Newspaper headlines of: Machines Crossed Over St. Lawrence River: Seen by Many heading to the Capital–Fireballs Dropped appeared quickly the next day. Explanations from government officials were demanded by the local newspapers. Was it really a few of the Morristown youths playing pranks some asked when a paper balloon was found on the ice of the St. Lawrence River near the town? What about the remains of a few more balloons that were found with fireworks attached to them near the Brockville Asylum? Soon after these items were found; the media that had been so intent on causing hysteria scoffed at their reader’s fear in print.
Opinions differed as to the nature of the mysterious objects.

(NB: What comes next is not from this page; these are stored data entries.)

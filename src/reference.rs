//! Link reference definitions and label matching.

use std::collections::HashMap;

use serde::{Deserialize, Serialize};
use unicode_casefold::UnicodeCaseFold;

/// Labels longer than this never match a definition.
pub const MAX_LABEL_LENGTH: usize = 1000;

#[derive(Debug, Clone, PartialEq, Eq, Serialize, Deserialize)]
pub struct Reference {
    /// Label as written in the definition, without brackets.
    pub label: String,
    pub url: String,
    pub title: String,
}

/// Outcome of reading the part of a link after its closing `]`.
#[derive(Debug, Clone, PartialEq, Eq)]
pub enum LinkTarget {
    Resolved { url: String, title: String },
    /// Collapsed `[text][]`: the link text doubles as the label.
    SelfReference,
    /// A label was given but nothing is defined under it.
    InvalidReference,
}

/// Definitions keyed by normalized label. The first definition of a
/// label wins; later ones are ignored.
#[derive(Debug, Clone, Default, PartialEq, Serialize, Deserialize)]
pub struct ReferenceMap {
    entries: HashMap<String, Reference>,
}

impl ReferenceMap {
    pub fn new() -> Self {
        Self::default()
    }

    pub fn len(&self) -> usize {
        self.entries.len()
    }

    pub fn is_empty(&self) -> bool {
        self.entries.is_empty()
    }

    /// Register a definition. Returns false when the label is blank, too
    /// long, or already defined.
    pub fn insert(&mut self, label: &str, url: String, title: String) -> bool {
        let Some(key) = normalize_label(label) else {
            return false;
        };
        if key.is_empty() || self.entries.contains_key(&key) {
            return false;
        }
        tracing::trace!(label = %key, url = %url, "registered link reference");
        self.entries.insert(
            key,
            Reference {
                label: label.to_string(),
                url,
                title,
            },
        );
        true
    }

    pub fn get(&self, label: &str) -> Option<&Reference> {
        self.entries.get(&normalize_label(label)?)
    }

    pub fn lookup(&self, label: &str) -> LinkTarget {
        match self.get(label) {
            Some(reference) => LinkTarget::Resolved {
                url: reference.url.clone(),
                title: reference.title.clone(),
            },
            None => LinkTarget::InvalidReference,
        }
    }

    pub fn iter(&self) -> impl Iterator<Item = &Reference> {
        self.entries.values()
    }
}

/// Case-fold a label and collapse its whitespace runs to single spaces.
/// `None` for labels over [`MAX_LABEL_LENGTH`] characters.
pub fn normalize_label(label: &str) -> Option<String> {
    // A char is at most four bytes, so this only ever walks a bounded prefix.
    if label.len() > 4 * MAX_LABEL_LENGTH || label.chars().nth(MAX_LABEL_LENGTH).is_some() {
        return None;
    }
    let collapsed = label.split_whitespace().collect::<Vec<_>>().join(" ");
    Some(collapsed.chars().case_fold().collect())
}

#[cfg(test)]
mod tests {
    use super::*;
    use rstest::rstest;

    #[rstest]
    #[case("Foo  Bar", "foo bar")]
    #[case("  foo\n bar ", "foo bar")]
    #[case("ẞ", "ss")]
    #[case("ΑΓΩ", "αγω")]
    fn normalizes_labels(#[case] input: &str, #[case] expected: &str) {
        assert_eq!(normalize_label(input).as_deref(), Some(expected));
    }

    #[test]
    fn first_definition_wins() {
        let mut map = ReferenceMap::new();
        assert!(map.insert("foo", "/first".into(), String::new()));
        assert!(!map.insert("FOO", "/second".into(), String::new()));
        assert_eq!(map.get("Foo").map(|r| r.url.as_str()), Some("/first"));
        assert_eq!(map.len(), 1);
    }

    #[test]
    fn blank_labels_are_rejected() {
        let mut map = ReferenceMap::new();
        assert!(!map.insert(" \n ", "/url".into(), String::new()));
        assert!(map.is_empty());
    }

    #[test]
    fn overlong_labels_never_resolve() {
        let long = "a".repeat(MAX_LABEL_LENGTH + 1);
        let mut map = ReferenceMap::new();
        assert!(!map.insert(&long, "/url".into(), String::new()));
        assert_eq!(map.lookup(&long), LinkTarget::InvalidReference);
    }

    #[test]
    fn label_length_counts_characters() {
        let wide = "é".repeat(MAX_LABEL_LENGTH);
        assert_eq!(normalize_label(&wide), Some(wide.clone()));
        assert_eq!(normalize_label(&(wide + "é")), None);
        assert_eq!(normalize_label(&"a".repeat(8 * MAX_LABEL_LENGTH)), None);
    }

    #[test]
    fn lookup_resolves_collapsed_whitespace() {
        let mut map = ReferenceMap::new();
        map.insert("foo bar", "/url".into(), "t".into());
        assert_eq!(
            map.lookup("Foo  Bar"),
            LinkTarget::Resolved {
                url: "/url".into(),
                title: "t".into()
            }
        );
    }
}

Of course Ottawa had to chime in to assure everyone that Germans aircraft had not flown their planes over Eastern Ontario as the headlines persisted. The Dominion Observatory agreed, adding information about local wind direction and added that everyone just had war jitters. But, in all honesty the generic comments from the Observatory and the government did nothing to quell the fear of the locals. As gossip spread and the story transfer expanded to new highs the German bombers became very real to the public. No matter what the media and the government had said in their morning statements the lights still went out all over the Ottawa Valley and guns were set up on various rooftops that next evening.
If you ask some today they will tell you it wasn’t the Morrisburg kids trying to be funny, but in reality it was UFO’s. This story which has appeared in a number of paranormal books says that as the Valley was “preparing for the arrival of Germans ” these strange lights were apparently spotted in towns all over Ontario and in provinces as far away as Manitoba.
When I was a kid I used to let balloons go up in the sky and I always hoped that maybe an alien would find it and it would make him or her smile. Maybe the pranks of those Morrisburg kids caught someone else’s attention in the sky– I guess we will never know will we.
Almost out of the X-Files isn’t it?
With files from The Almonte Gazette and the Ottawa Journal February 1915
In May of 1910 during the great fire of Carleton Place three young ladies residing in a house in one end of town were suddenly awakened at 3 am by the cries of fire and the illumination of the sky. They thought that Halley’s Comet had passed that night and had produced the end of the world. The three rushed outdoors in their night clothes waving their arms and crying in despair. They thought it the end of the time was near. It took awhile to get the ladies under control and understand what had really happened. No doubt they had read the newspapers that very day about the coming of Halley’s Comet.Then there was the phantom lights Sid Annable wrote about on Mississippi Lake. Were these all yarns or fact?
Come and visit the Lanark County Genealogical Society Facebook page– what’s there? Cool old photos–and lots of things interesting to read.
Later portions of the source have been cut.